Sólo estando estrujado se escucha claramente la voz de Antony, el cuerpo de Kuzio Onō tardándose casi dos horas en apenas estirar un brazo y la pureza de espíritu de Jean Genet: “Un acto es hermoso si provoca y hace develarse en nuestra garganta, el canto”. “Es una luz tan diferente de la de acá, que parece una cosa deslustrada la claridad del sol que vemos en comparación de aquella claridad y luz que representa a la vista, que no se querrían abrir los ojos después”, escribió Santa Teresa de Jesús.
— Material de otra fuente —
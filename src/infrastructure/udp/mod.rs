//! UDP Gyro Provider Module
//!
//! Streams device motion to an owoTrack / SlimeVR server.
//!
//! ## Architecture
//!
//! ```text
//! ┌─────────────────────────────────────────────────────────┐
//! │                  GyroProviderSession                     │
//! │  (handshake, dispatch, liveness, provide_* API)          │
//! └─────────────────────┬───────────────────────────────────┘
//!                       │
//!              ┌────────┴────────┐
//!              │                 │
//!              ▼                 ▼
//!   ┌───────────────────┐   ┌────────────┐
//!   │ DatagramTransport │   │  Protocol  │
//!   │  (UdpTransport)   │   │            │
//!   │ - open/bind       │   │ - types    │
//!   │ - send            │   │ - encode   │
//!   │ - recv / close    │   │ - decode   │
//!   └───────────────────┘   └────────────┘
//! ```
//!
//! ## Modules
//!
//! - [`protocol`] - Packet types, outbound encoding, inbound decoding
//! - [`transport`] - Transport traits and the best-effort UDP socket
//! - [`session`] - Protocol state machine

pub mod protocol;
pub mod session;
pub mod transport;

pub use session::{GyroProviderSession, SessionConfig};
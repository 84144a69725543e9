//! UDP Datagram Transport
//!
//! Best-effort datagram I/O towards one remote endpoint. Knows nothing
//! about the protocol carried on top.

use crate::domain::models::Endpoint;
use crate::error::TransportError;
use async_trait::async_trait;
use std::io;
use std::net::{Ipv4Addr, Ipv6Addr, SocketAddr};
use std::sync::Arc;
use tokio::net::UdpSocket;
use tokio::sync::watch;
use tracing::{debug, info, trace, warn};

/// Largest datagram the receive loop accepts
pub const MAX_DATAGRAM_SIZE: usize = 2048;

/// A socket to one server, as seen by the session.
#[async_trait]
pub trait DatagramTransport: Send + Sync {
    /// Local source port, if bound
    fn local_port(&self) -> Option<u16>;

    /// Fire and forget. Failures are logged, never returned.
    fn send(&self, bytes: &[u8]);

    /// Wait for the next datagram and copy it into `buf`.
    ///
    /// `Ok(None)` once the transport is closed.
    async fn recv(&self, buf: &mut [u8]) -> Result<Option<usize>, TransportError>;

    /// Idempotent. Wakes any pending `recv`.
    fn close(&self);
}

/// Opens transports for a session.
#[async_trait]
pub trait TransportConnector: Send + Sync {
    /// With `local_port_hint` the transport must use that source port. If
    /// the port is taken the error is [`TransportError::AddressInUse`] so the
    /// caller can forget the hint and retry unbound.
    async fn open(
        &self,
        endpoint: &Endpoint,
        local_port_hint: Option<u16>,
    ) -> Result<Arc<dyn DatagramTransport>, TransportError>;
}

/// Connector producing [`UdpTransport`]s
#[derive(Debug, Default, Clone, Copy)]
pub struct UdpConnector;

#[async_trait]
impl TransportConnector for UdpConnector {
    async fn open(
        &self,
        endpoint: &Endpoint,
        local_port_hint: Option<u16>,
    ) -> Result<Arc<dyn DatagramTransport>, TransportError> {
        let transport = UdpTransport::open(endpoint, local_port_hint).await?;
        Ok(Arc::new(transport))
    }
}

/// Deliver every inbound datagram to `on_datagram` until the transport is
/// closed (`Ok`) or fails (`Err`).
pub async fn receive_loop<F>(
    transport: &dyn DatagramTransport,
    mut on_datagram: F,
) -> Result<(), TransportError>
where
    F: FnMut(&[u8]),
{
    let mut buf = vec![0u8; MAX_DATAGRAM_SIZE];
    while let Some(len) = transport.recv(&mut buf).await? {
        on_datagram(&buf[..len]);
    }
    debug!("Receive loop finished");
    Ok(())
}

pub struct UdpTransport {
    socket: UdpSocket,
    remote: SocketAddr,
    closed: watch::Sender<bool>,
}

impl UdpTransport {
    /// Open a socket connected to `endpoint`, bound to `local_port_hint`
    /// when given.
    pub async fn open(
        endpoint: &Endpoint,
        local_port_hint: Option<u16>,
    ) -> Result<Self, TransportError> {
        let remote = resolve(endpoint).await?;
        let port = local_port_hint.unwrap_or(0);
        let bind_addr = if remote.is_ipv6() {
            SocketAddr::from((Ipv6Addr::UNSPECIFIED, port))
        } else {
            SocketAddr::from((Ipv4Addr::UNSPECIFIED, port))
        };

        let socket = UdpSocket::bind(bind_addr)
            .await
            .map_err(|e| match local_port_hint {
                Some(port) if e.kind() == io::ErrorKind::AddrInUse => {
                    TransportError::AddressInUse { port }
                }
                _ => TransportError::Bind {
                    addr: bind_addr,
                    source: e,
                },
            })?;

        socket
            .connect(remote)
            .await
            .map_err(|e| TransportError::Connect {
                addr: remote,
                source: e,
            })?;

        let (closed, _) = watch::channel(false);
        let transport = Self {
            socket,
            remote,
            closed,
        };
        info!(
            "UDP socket ready: local port {:?} -> {}",
            transport.local_port(),
            remote
        );
        Ok(transport)
    }

    pub fn is_closed(&self) -> bool {
        *self.closed.borrow()
    }
}

#[async_trait]
impl DatagramTransport for UdpTransport {
    fn local_port(&self) -> Option<u16> {
        self.socket.local_addr().ok().map(|addr| addr.port())
    }

    fn send(&self, bytes: &[u8]) {
        if self.is_closed() {
            trace!("Dropping {} bytes, transport closed", bytes.len());
            return;
        }
        match self.socket.try_send(bytes) {
            Ok(sent) if sent == bytes.len() => {}
            Ok(sent) => warn!("Short UDP send: {} of {} bytes", sent, bytes.len()),
            Err(e) if e.kind() == io::ErrorKind::WouldBlock => {
                warn!("UDP send buffer full, dropped {} bytes", bytes.len())
            }
            Err(e) => warn!("UDP send to {} failed: {}", self.remote, e),
        }
    }

    /// ICMP port unreachable surfaces as "connection refused" on a connected
    /// UDP socket. That happens whenever the server is not up yet and is
    /// skipped.
    async fn recv(&self, buf: &mut [u8]) -> Result<Option<usize>, TransportError> {
        let mut closed = self.closed.subscribe();
        loop {
            if *closed.borrow_and_update() {
                return Ok(None);
            }

            tokio::select! {
                changed = closed.changed() => {
                    if changed.is_err() {
                        return Ok(None);
                    }
                }
                result = self.socket.recv(buf) => match result {
                    Ok(len) => {
                        trace!("Received {} bytes from {}", len, self.remote);
                        return Ok(Some(len));
                    }
                    Err(e) if e.kind() == io::ErrorKind::ConnectionRefused => {
                        debug!("{} refused the datagram, server not listening yet?", self.remote);
                    }
                    Err(e) => {
                        warn!("Receive from {} failed: {}", self.remote, e);
                        return Err(TransportError::Receive(e));
                    }
                }
            }
        }
    }

    fn close(&self) {
        if !self.closed.send_replace(true) {
            debug!("UDP transport to {} closed", self.remote);
        }
    }
}

async fn resolve(endpoint: &Endpoint) -> Result<SocketAddr, TransportError> {
    let mut addrs = tokio::net::lookup_host((endpoint.host.as_str(), endpoint.port))
        .await
        .map_err(|e| TransportError::Resolve {
            host: endpoint.host.clone(),
            reason: e.to_string(),
        })?;
    addrs
        .next()
        .ok_or_else(|| TransportError::NoAddress(endpoint.host.clone()))
}

#[cfg(test)]
mod tests {
    use super::*;
    use std::time::Duration;

    async fn local_server() -> (UdpSocket, Endpoint) {
        let server = UdpSocket::bind("127.0.0.1:0").await.unwrap();
        let port = server.local_addr().unwrap().port();
        (server, Endpoint::new("127.0.0.1", port))
    }

    #[tokio::test]
    async fn test_send_reaches_server() {
        let (server, endpoint) = local_server().await;
        let transport = UdpTransport::open(&endpoint, None).await.unwrap();

        transport.send(b"hello");

        let mut buf = [0u8; 16];
        let (len, from) = server.recv_from(&mut buf).await.unwrap();
        assert_eq!(&buf[..len], b"hello");
        assert_eq!(Some(from.port()), transport.local_port());
    }

    #[tokio::test]
    async fn test_receive_loop_delivers_and_stops_on_close() {
        let (server, endpoint) = local_server().await;
        let transport = UdpConnector.open(&endpoint, None).await.unwrap();
        let client_addr = SocketAddr::from(([127, 0, 0, 1], transport.local_port().unwrap()));

        let (tx, mut rx) = tokio::sync::mpsc::unbounded_channel();
        let looping = Arc::clone(&transport);
        let task = tokio::spawn(async move {
            receive_loop(looping.as_ref(), |bytes| {
                let _ = tx.send(bytes.to_vec());
            })
            .await
        });

        server.send_to(&[1, 2, 3], client_addr).await.unwrap();
        let got = tokio::time::timeout(Duration::from_secs(2), rx.recv())
            .await
            .unwrap()
            .unwrap();
        assert_eq!(got, vec![1, 2, 3]);

        transport.close();
        transport.close();
        let result = tokio::time::timeout(Duration::from_secs(2), task)
            .await
            .unwrap()
            .unwrap();
        assert!(result.is_ok());
    }

    #[tokio::test]
    async fn test_bound_port_in_use_is_reported() {
        let (_server, endpoint) = local_server().await;
        let blocker = UdpSocket::bind("0.0.0.0:0").await.unwrap();
        let taken = blocker.local_addr().unwrap().port();

        let err = UdpTransport::open(&endpoint, Some(taken))
            .await
            .err()
            .unwrap();
        assert!(err.is_address_in_use());
    }

    #[tokio::test]
    async fn test_send_after_close_is_dropped() {
        let (server, endpoint) = local_server().await;
        let transport = UdpTransport::open(&endpoint, None).await.unwrap();
        transport.close();
        transport.send(b"late");

        let mut buf = [0u8; 16];
        let received =
            tokio::time::timeout(Duration::from_millis(200), server.recv_from(&mut buf)).await;
        assert!(received.is_err());
    }
}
La belleza en el butō compartida con Antony y Genet no sólo es la iluminación de la fealdad convencional, es también la estética de los tontos, los ingenuos y los vencidos. De los que se dan gratuita y voluntariamente a un Stiliano sólo para sentir el amor de sus golpes. “Agua y polvo”, explica Antony Hegarty a capella. La luz también revela los motivos de la pequeñez como un puñado de gracias terrenales, esa es la vía de iluminación poética. “Yo nací para adorarte”, aclara el músico, la niña que siempre se sintió niño. La luz que cantando abraza todo. El beso más tierno al violento brazo del amante que no se da. El cañón de luz que acompaña al escalofriante movimiento lento de Kuzio Onō. Seguimos marchando con los ojos reventados y colgando por las mejillas.